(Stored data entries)
┏━━

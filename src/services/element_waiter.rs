//! 元素等待 - 业务能力层
//!
//! 等待选择器出现，结果只有 Found / TimedOut 两种，不会报错

use std::time::Duration;
use tokio::time::{interval, timeout, MissedTickBehavior};
use tracing::debug;

use crate::infrastructure::{ElementInfo, PageDriver};

/// 等待结果，超时是正常结果
#[derive(Debug, Clone, PartialEq, Eq)]
pub enum WaitOutcome {
    Found(ElementInfo),
    TimedOut,
}

impl WaitOutcome {
    pub fn is_found(&self) -> bool {
        matches!(self, WaitOutcome::Found(_))
    }

    pub fn into_element(self) -> Option<ElementInfo> {
        match self {
            WaitOutcome::Found(el) => Some(el),
            WaitOutcome::TimedOut => None,
        }
    }
}

/// 元素等待器
///
/// 先立即检查；不存在时订阅 DOM 变更，每批变更重新检查一次，
/// 同时按轮询间隔兜底检查。订阅随等待结束被释放
#[derive(Debug, Clone)]
pub struct ElementWaiter {
    poll_interval: Duration,
}

impl ElementWaiter {
    pub fn new(poll_interval: Duration) -> Self {
        Self {
            poll_interval: poll_interval.max(Duration::from_millis(1)),
        }
    }

    /// 在 `limit` 内等待选择器出现
    pub async fn wait_for(
        &self,
        page: &dyn PageDriver,
        selector: &str,
        limit: Duration,
    ) -> WaitOutcome {
        match timeout(limit, self.wait_until_present(page, selector)).await {
            Ok(element) => WaitOutcome::Found(element),
            Err(_) => {
                debug!("等待 {} 超时 ({}ms)", selector, limit.as_millis());
                WaitOutcome::TimedOut
            }
        }
    }

    async fn wait_until_present(&self, page: &dyn PageDriver, selector: &str) -> ElementInfo {
        if let Some(element) = probe(page, selector).await {
            return element;
        }

        let mut subscription = match page.observe_mutations().await {
            Ok(sub) => Some(sub),
            Err(e) => {
                debug!("无法订阅 DOM 变更，改为轮询: {}", e);
                None
            }
        };

        let mut ticker = interval(self.poll_interval);
        ticker.set_missed_tick_behavior(MissedTickBehavior::Skip);
        ticker.tick().await;

        loop {
            // 订阅建立之后再查一次，避免漏掉订阅前发生的变更
            if let Some(element) = probe(page, selector).await {
                return element;
            }

            let lost = match subscription.as_mut() {
                Some(sub) => {
                    tokio::select! {
                        batch = sub.next_batch() => batch.is_none(),
                        _ = ticker.tick() => false,
                    }
                }
                None => {
                    ticker.tick().await;
                    false
                }
            };
            if lost {
                debug!("DOM 变更订阅已失效，改为轮询");
                subscription = None;
            }
        }
    }
}

impl Default for ElementWaiter {
    fn default() -> Self {
        Self::new(Duration::from_millis(250))
    }
}

/// 查询失败（如页面正在跳转）按不存在处理
async fn probe(page: &dyn PageDriver, selector: &str) -> Option<ElementInfo> {
    match page.query(selector).await {
        Ok(found) => found,
        Err(e) => {
            debug!("查询 {} 失败: {}", selector, e);
            None
        }
    }
}
//! 状态同步 - 业务能力层
//!
//! 本地存储同步更新，远端后端异步推送，推送失败只记日志

use anyhow::Result;
use async_trait::async_trait;
use std::sync::{Arc, Mutex};
use tokio::task::JoinHandle;
use tracing::{debug, warn};

use crate::clients::BackendClient;
use crate::models::{JobDescriptor, JobId, JobStatus};
use crate::services::local_store::LocalStore;

/// 远端状态接收方
#[async_trait]
pub trait RemoteStatusSink: Send + Sync {
    async fn push_status(&self, session_id: &str, job_id: &JobId, status: JobStatus) -> Result<()>;
}

#[async_trait]
impl RemoteStatusSink for BackendClient {
    async fn push_status(&self, session_id: &str, job_id: &JobId, status: JobStatus) -> Result<()> {
        self.update_status(session_id, job_id, status).await?;
        Ok(())
    }
}

/// 状态同步器
///
/// 本地状态是界面的唯一依据，远端只是尽力同步
#[derive(Clone)]
pub struct StatusReporter {
    store: LocalStore,
    remote: Option<Arc<dyn RemoteStatusSink>>,
    in_flight: Arc<Mutex<Vec<JoinHandle<()>>>>,
}

impl StatusReporter {
    pub fn new(store: LocalStore, remote: Option<Arc<dyn RemoteStatusSink>>) -> Self {
        Self {
            store,
            remote,
            in_flight: Arc::new(Mutex::new(Vec::new())),
        }
    }

    pub fn store(&self) -> &LocalStore {
        &self.store
    }

    /// 上报一次状态变化
    pub fn report(&self, session_id: Option<&str>, job: &JobDescriptor) {
        match self
            .store
            .update_job_status(&job.id, job.status, job.error.as_deref())
        {
            Ok(true) => {}
            Ok(false) => debug!("本地岗位列表中没有岗位 {}，跳过本地更新", job.id),
            Err(e) => warn!("更新本地岗位 {} 状态失败: {}", job.id, e),
        }

        let (Some(remote), Some(session_id)) = (self.remote.clone(), session_id) else {
            return;
        };

        let session_id = session_id.to_string();
        let job_id = job.id.clone();
        let status = job.status;
        let handle = tokio::spawn(async move {
            match remote.push_status(&session_id, &job_id, status).await {
                Ok(()) => debug!("✓ 岗位 {} 状态 {} 已同步到后端", job_id, status),
                Err(e) => warn!("⚠️ 岗位 {} 状态同步失败: {:#}", job_id, e),
            }
        });

        let mut in_flight = self.lock();
        in_flight.retain(|h| !h.is_finished());
        in_flight.push(handle);
    }

    /// 等待所有未完成的远端推送
    pub async fn flush(&self) {
        let handles: Vec<_> = self.lock().drain(..).collect();
        if handles.is_empty() {
            return;
        }
        debug!("等待 {} 个状态推送完成", handles.len());
        for handle in handles {
            if let Err(e) = handle.await {
                warn!("状态推送任务异常退出: {}", e);
            }
        }
    }

    fn lock(&self) -> std::sync::MutexGuard<'_, Vec<JoinHandle<()>>> {
        self.in_flight
            .lock()
            .unwrap_or_else(|poisoned| poisoned.into_inner())
    }
}
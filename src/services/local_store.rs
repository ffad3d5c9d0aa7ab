//! 本地键值存储 - 业务能力层
//!
//! JSON 文件持久化，供控制端和界面共享会话 ID、岗位列表和候选人资料

use serde::de::DeserializeOwned;
use serde::Serialize;
use serde_json::{Map, Value};
use std::path::{Path, PathBuf};
use std::sync::{Arc, Mutex, MutexGuard};
use tracing::{debug, warn};

use crate::error::StoreError;
use crate::models::{CandidateProfile, JobDescriptor, JobId, JobStatus};

pub const KEY_SESSION_ID: &str = "sessionId";
pub const KEY_JOBS: &str = "jobs";
pub const KEY_USER_PROFILE: &str = "userProfile";
pub const KEY_SELECTED_JOBS: &str = "selectedJobs";

/// 本地存储，克隆后共享同一份数据
#[derive(Debug, Clone)]
pub struct LocalStore {
    path: Option<PathBuf>,
    data: Arc<Mutex<Map<String, Value>>>,
}

impl LocalStore {
    /// 打开存储文件，文件不存在时从空白开始
    pub fn open(path: impl Into<PathBuf>) -> Result<Self, StoreError> {
        let path = path.into();
        let data = match std::fs::read_to_string(&path) {
            Ok(content) if content.trim().is_empty() => Map::new(),
            Ok(content) => serde_json::from_str(&content).map_err(|source| StoreError::Decode {
                key: path.display().to_string(),
                source,
            })?,
            Err(e) if e.kind() == std::io::ErrorKind::NotFound => {
                debug!("存储文件 {} 不存在，从空白开始", path.display());
                Map::new()
            }
            Err(source) => {
                return Err(StoreError::ReadFailed {
                    path: path.display().to_string(),
                    source,
                })
            }
        };

        Ok(Self {
            path: Some(path),
            data: Arc::new(Mutex::new(data)),
        })
    }

    /// 不落盘的存储（测试和一次性运行）
    pub fn in_memory() -> Self {
        Self {
            path: None,
            data: Arc::new(Mutex::new(Map::new())),
        }
    }

    pub fn path(&self) -> Option<&Path> {
        self.path.as_deref()
    }

    pub fn get<T: DeserializeOwned>(&self, key: &str) -> Result<Option<T>, StoreError> {
        let data = self.lock();
        match data.get(key) {
            None | Some(Value::Null) => Ok(None),
            Some(value) => serde_json::from_value(value.clone())
                .map(Some)
                .map_err(|source| StoreError::Decode {
                    key: key.to_string(),
                    source,
                }),
        }
    }

    pub fn set<T: Serialize>(&self, key: &str, value: &T) -> Result<(), StoreError> {
        let value = serde_json::to_value(value).map_err(|source| StoreError::Decode {
            key: key.to_string(),
            source,
        })?;
        let mut data = self.lock();
        data.insert(key.to_string(), value);
        self.persist(&data)
    }

    pub fn remove(&self, key: &str) -> Result<(), StoreError> {
        let mut data = self.lock();
        if data.remove(key).is_some() {
            self.persist(&data)?;
        }
        Ok(())
    }

    pub fn session_id(&self) -> Result<Option<String>, StoreError> {
        self.get(KEY_SESSION_ID)
    }

    pub fn set_session_id(&self, session_id: &str) -> Result<(), StoreError> {
        self.set(KEY_SESSION_ID, &session_id)
    }

    pub fn jobs(&self) -> Result<Vec<JobDescriptor>, StoreError> {
        Ok(self.get(KEY_JOBS)?.unwrap_or_default())
    }

    pub fn set_jobs(&self, jobs: &[JobDescriptor]) -> Result<(), StoreError> {
        self.set(KEY_JOBS, &jobs)
    }

    pub fn selected_jobs(&self) -> Result<Vec<JobDescriptor>, StoreError> {
        Ok(self.get(KEY_SELECTED_JOBS)?.unwrap_or_default())
    }

    pub fn set_selected_jobs(&self, jobs: &[JobDescriptor]) -> Result<(), StoreError> {
        self.set(KEY_SELECTED_JOBS, &jobs)
    }

    pub fn profile(&self) -> Result<Option<CandidateProfile>, StoreError> {
        self.get(KEY_USER_PROFILE)
    }

    pub fn set_profile(&self, profile: &CandidateProfile) -> Result<(), StoreError> {
        self.set(KEY_USER_PROFILE, profile)
    }

    /// 更新已存岗位列表里某个岗位的状态
    ///
    /// 列表里没有这个岗位时返回 `false`
    pub fn update_job_status(
        &self,
        job_id: &JobId,
        status: JobStatus,
        error: Option<&str>,
    ) -> Result<bool, StoreError> {
        let mut jobs = self.jobs()?;
        let Some(job) = jobs.iter_mut().find(|j| &j.id == job_id) else {
            return Ok(false);
        };
        job.status = status;
        job.error = error.map(str::to_string);
        self.set_jobs(&jobs)?;
        Ok(true)
    }

    fn lock(&self) -> MutexGuard<'_, Map<String, Value>> {
        // 锁中毒后继续使用
        self.data.lock().unwrap_or_else(|poisoned| poisoned.into_inner())
    }

    fn persist(&self, data: &Map<String, Value>) -> Result<(), StoreError> {
        let Some(path) = &self.path else {
            return Ok(());
        };
        let content = serde_json::to_string_pretty(data).map_err(|source| StoreError::Decode {
            key: path.display().to_string(),
            source,
        })?;
        // 先写同目录的临时文件再改名，中途失败不会留下半个文件
        let staging = staging_path(path);
        std::fs::write(&staging, content)
            .and_then(|()| std::fs::rename(&staging, path))
            .map_err(|source| {
                let _ = std::fs::remove_file(&staging);
                warn!("写入存储文件 {} 失败: {}", path.display(), source);
                StoreError::WriteFailed {
                    path: path.display().to_string(),
                    source,
                }
            })
    }
}

fn staging_path(path: &Path) -> PathBuf {
    let mut name = path.file_name().unwrap_or_default().to_os_string();
    name.push(".tmp");
    path.with_file_name(name)
}
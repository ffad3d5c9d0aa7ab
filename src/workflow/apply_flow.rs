//! 岗位投递流程 - 流程层
//!
//! 核心职责：定义"一个岗位"的完整处理流程
//!
//! 流程顺序：
//! 1. 识别平台（不支持的平台立即失败）
//! 2. 等待申请表单出现
//! 3. 按策略表填写
//! 4. 提交，或等待用户提交

use std::time::Duration;
use tracing::{error, info};

use crate::config::Config;
use crate::error::JobFailure;
use crate::infrastructure::PageDriver;
use crate::models::{CandidateProfile, FillReport, JobDescriptor};
use crate::services::{
    classify, strategy_for, ElementWaiter, FormFiller, SubmissionController, SubmitSignal,
};
use crate::workflow::job_ctx::JobCtx;

/// 岗位投递流程
///
/// - 不持有页面，页面由执行者传入
/// - 只依赖业务能力（services）
#[derive(Debug, Clone)]
pub struct ApplyFlow {
    waiter: ElementWaiter,
    filler: FormFiller,
    submission: SubmissionController,
    form_timeout: Duration,
}

impl ApplyFlow {
    pub fn new(
        waiter: ElementWaiter,
        filler: FormFiller,
        submission: SubmissionController,
        form_timeout: Duration,
    ) -> Self {
        Self {
            waiter,
            filler,
            submission,
            form_timeout,
        }
    }

    pub fn from_config(config: &Config) -> Self {
        Self::new(
            ElementWaiter::new(config.poll_interval()),
            FormFiller::from_config(config),
            SubmissionController::from_config(config),
            config.form_timeout(),
        )
    }

    pub async fn run(
        &self,
        page: &dyn PageDriver,
        job: &JobDescriptor,
        profile: &CandidateProfile,
        signal: &SubmitSignal,
        ctx: &JobCtx,
    ) -> Result<FillReport, JobFailure> {
        // ========== 1. 识别平台 ==========
        let variant = classify(&job.link);
        if !variant.is_supported() {
            error!("{} ❌ 不支持的平台: {}", ctx, job.link);
            return Err(JobFailure::UnsupportedPlatform {
                url: job.link.clone(),
            });
        }
        info!("{} 🧭 平台: {} | {}", ctx, variant, job.title);

        // ========== 2. 等待表单 ==========
        let strategy = strategy_for(variant);
        if !self
            .waiter
            .wait_for(page, strategy.form_selector, self.form_timeout)
            .await
            .is_found()
        {
            error!("{} ❌ 申请表单未出现 ({}ms)", ctx, self.form_timeout.as_millis());
            return Err(JobFailure::FormNotFound {
                selector: strategy.form_selector.to_string(),
            });
        }

        // ========== 3. 填表 ==========
        let report = self.filler.fill(page, variant, profile, job).await;

        // ========== 4. 提交 ==========
        self.submission
            .submit(page, strategy.submit_selector, signal)
            .await?;
        info!("{} ✓ 投递流程结束", ctx);

        Ok(report)
    }

    /// 只填当前页面的表单，不提交
    pub async fn fill_current_page(
        &self,
        page: &dyn PageDriver,
        profile: &CandidateProfile,
    ) -> Result<FillReport, JobFailure> {
        let url = page
            .current_url()
            .await
            .map_err(JobFailure::page)?
            .unwrap_or_default();
        let variant = classify(&url);
        info!("📝 手动填表: {} ({})", url, variant);

        let job = JobDescriptor::new("current-page", "advertised", "your company", url);
        Ok(self.filler.fill(page, variant, profile, &job).await)
    }
}
// 🎯 Scorer - keyword hits → confidence

use super::dictionary::KeywordSet;
use serde::{Deserialize, Serialize};

/// Confidence thresholds. Defaults reproduce the production weights.
#[derive(Debug, Clone, Copy, PartialEq, Serialize, Deserialize)]
pub struct ScoringConfig {
    /// Floor of any keyword-derived confidence
    pub base_confidence: f64,

    /// Added per distinct matched keyword
    pub per_match: f64,

    /// Upper cap for keyword-derived confidence
    pub max_confidence: f64,

    /// How many alternatives to offer
    pub max_alternatives: usize,
}

impl Default for ScoringConfig {
    fn default() -> Self {
        ScoringConfig {
            base_confidence: 0.3,
            per_match: 0.15,
            max_confidence: 0.95,
            max_alternatives: 3,
        }
    }
}

impl ScoringConfig {
    /// `min(base + n * per_match, max)`
    pub fn confidence_for(&self, match_count: usize) -> f64 {
        (self.base_confidence + match_count as f64 * self.per_match).min(self.max_confidence)
    }
}

#[derive(Debug, Clone, PartialEq, Serialize)]
pub struct ScoredCategory {
    pub label: String,
    pub confidence: f64,
}

/// Number of distinct keywords contained in `lowered`.
///
/// Plain substring containment: "gas" matches "las vegas".
pub fn match_count(lowered: &str, keywords: &[String]) -> usize {
    keywords
        .iter()
        .filter(|keyword| lowered.contains(keyword.as_str()))
        .count()
}

/// Score every label, dropping the ones with no hits.
/// Output keeps dictionary order.
pub fn score_all(description: &str, sets: &[KeywordSet], config: &ScoringConfig) -> Vec<ScoredCategory> {
    let lowered = description.to_lowercase();

    sets.iter()
        .filter_map(|set| {
            let hits = match_count(&lowered, &set.keywords);
            (hits > 0).then(|| ScoredCategory {
                label: set.label.clone(),
                confidence: config.confidence_for(hits),
            })
        })
        .collect()
}

/// Highest confidence first. Stable, so equal scores stay in dictionary order.
pub fn rank(mut scored: Vec<ScoredCategory>) -> Vec<ScoredCategory> {
    scored.sort_by(|a, b| b.confidence.total_cmp(&a.confidence));
    scored
}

┗━━

Your task is to list each line of the records with the word "models".

→ Result for this exercise:
use crate::models::{JobDescriptor, JobId, JobStatus};
use crate::models::{CandidateProfile, JobDescriptor, JobId, JobStatus};
use crate::models::{CandidateProfile, FillReport, JobDescriptor};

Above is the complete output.